Now we can implement our immutable DoubleNumbersVisitor like this:

class DoubleNumbersVisitor extends IdentityVisitor
{
    public function visitNumber(Number $node)
    {
        return new Number($node->value * 2);
    }
}

More importantly, we can now implement the RemoveSubtractNodesVisitor visitor by swapping the Subtract node with an Add node.

class RemoveSubtractNodesVisitor extends IdentityVisitor
{
    public function visitSubtract(Subtract $node)
    {
        $left = $node->left->accept($this);
        $right = $node->right->accept($this);
      
        return new Add($left, new Minus($right));
    }
}

Finally, we need to update the way we run these visitors things they now return a brand new cluster after each call.

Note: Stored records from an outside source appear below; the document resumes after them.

//! Edit screen result contract.
//!
//! The edit screen reports back with a raw result code plus an optional
//! payload. [`EditOutcome::from_result`] turns that into a tagged variant the
//! list controller can match on.

use crate::model::note::Note;
use serde::{Deserialize, Serialize};

/// Result code for a note inserted by the edit screen.
pub const RESULT_ADD: i32 = 101;
/// Result code for a note updated by the edit screen.
pub const RESULT_UPDATE: i32 = 201;
/// Result code for a note deleted by the edit screen.
pub const RESULT_DELETE: i32 = 301;

/// What the edit screen did, as seen by the list.
#[derive(Debug, Clone, PartialEq, Eq, Serialize, Deserialize)]
#[serde(tag = "kind", rename_all = "snake_case")]
pub enum EditOutcome {
    Added { note: Note },
    Updated { position: usize, note: Note },
    Deleted { position: usize },
    NoOp,
}

/// Extras attached to an edit screen result.
#[derive(Debug, Clone, Default, PartialEq, Eq, Serialize, Deserialize)]
pub struct ResultPayload {
    pub note: Option<Note>,
    pub position: Option<usize>,
}

impl EditOutcome {
    /// Decodes a raw edit screen result.
    ///
    /// Rules:
    /// - missing payload or unknown code: `NoOp`
    /// - add/update without a note: `NoOp`
    /// - update/delete without a position target position `0`
    pub fn from_result(code: i32, payload: Option<ResultPayload>) -> Self {
        let Some(payload) = payload else {
            return Self::NoOp;
        };
        let position = payload.position.unwrap_or(0);

        match (code, payload.note) {
            (RESULT_ADD, Some(note)) => Self::Added { note },
            (RESULT_UPDATE, Some(note)) => Self::Updated { position, note },
            (RESULT_DELETE, _) => Self::Deleted { position },
            _ => Self::NoOp,
        }
    }

    /// Raw result code for this outcome, `None` for `NoOp`.
    pub fn result_code(&self) -> Option<i32> {
        match self {
            Self::Added { .. } => Some(RESULT_ADD),
            Self::Updated { .. } => Some(RESULT_UPDATE),
            Self::Deleted { .. } => Some(RESULT_DELETE),
            Self::NoOp => None,
        }
    }

    /// Splits this outcome back into result code and payload.
    pub fn into_result(self) -> Option<(i32, ResultPayload)> {
        let code = self.result_code()?;
        let payload = match self {
            Self::Added { note } => ResultPayload {
                note: Some(note),
                position: None,
            },
            Self::Updated { position, note } => ResultPayload {
                note: Some(note),
                position: Some(position),
            },
            Self::Deleted { position } => ResultPayload {
                note: None,
                position: Some(position),
            },
            Self::NoOp => return None,
        };
        Some((code, payload))
    }
}

#[cfg(test)]
mod tests {
    use super::{EditOutcome, ResultPayload, RESULT_ADD, RESULT_DELETE, RESULT_UPDATE};
    use crate::model::note::{Note, NoteId};

    fn note(id: i64, title: &str) -> Note {
        Note::new(NoteId(id), title, "", "2024/01/01 00:00:00")
    }

    #[test]
    fn missing_payload_is_noop() {
        assert_eq!(EditOutcome::from_result(RESULT_ADD, None), EditOutcome::NoOp);
        assert_eq!(EditOutcome::from_result(RESULT_DELETE, None), EditOutcome::NoOp);
    }

    #[test]
    fn unknown_code_is_noop() {
        let payload = ResultPayload {
            note: Some(note(1, "A")),
            position: Some(0),
        };
        assert_eq!(EditOutcome::from_result(0, Some(payload)), EditOutcome::NoOp);
    }

    #[test]
    fn update_without_position_targets_first_item() {
        let payload = ResultPayload {
            note: Some(note(1, "A")),
            position: None,
        };
        assert_eq!(
            EditOutcome::from_result(RESULT_UPDATE, Some(payload)),
            EditOutcome::Updated {
                position: 0,
                note: note(1, "A"),
            }
        );
    }

    #[test]
    fn add_without_note_is_noop() {
        let payload = ResultPayload {
            note: None,
            position: Some(3),
        };
        assert_eq!(
            EditOutcome::from_result(RESULT_ADD, Some(payload)),
            EditOutcome::NoOp
        );
    }

    #[test]
    fn delete_ignores_note_extra() {
        let payload = ResultPayload {
            note: Some(note(9, "Z")),
            position: Some(2),
        };
        assert_eq!(
            EditOutcome::from_result(RESULT_DELETE, Some(payload)),
            EditOutcome::Deleted { position: 2 }
        );
    }

    #[test]
    fn into_result_restores_code_and_payload() {
        let outcome = EditOutcome::Updated {
            position: 4,
            note: note(2, "B"),
        };
        let (code, payload) = outcome.clone().into_result().expect("not a noop");
        assert_eq!(code, RESULT_UPDATE);
        assert_eq!(EditOutcome::from_result(code, Some(payload)), outcome);
        assert!(EditOutcome::NoOp.into_result().is_none());
    }
}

$calculator = $calculator->accept(new DoubleNumbersVisitor());
$calculator = $calculator->accept(new RemoveSubtractNodesVisitor());
echo $calculator->accept(new PrintVisitor());

And that's all there is to it!

The headache of variables

In the previous episode, we've seen visitors that require variables. For example, our EvaluateVisitor needed an $assignments array to keep track of the values of all assigned variables. There is only so much a visitor can achieve without variables so it is important to know how to deal with them.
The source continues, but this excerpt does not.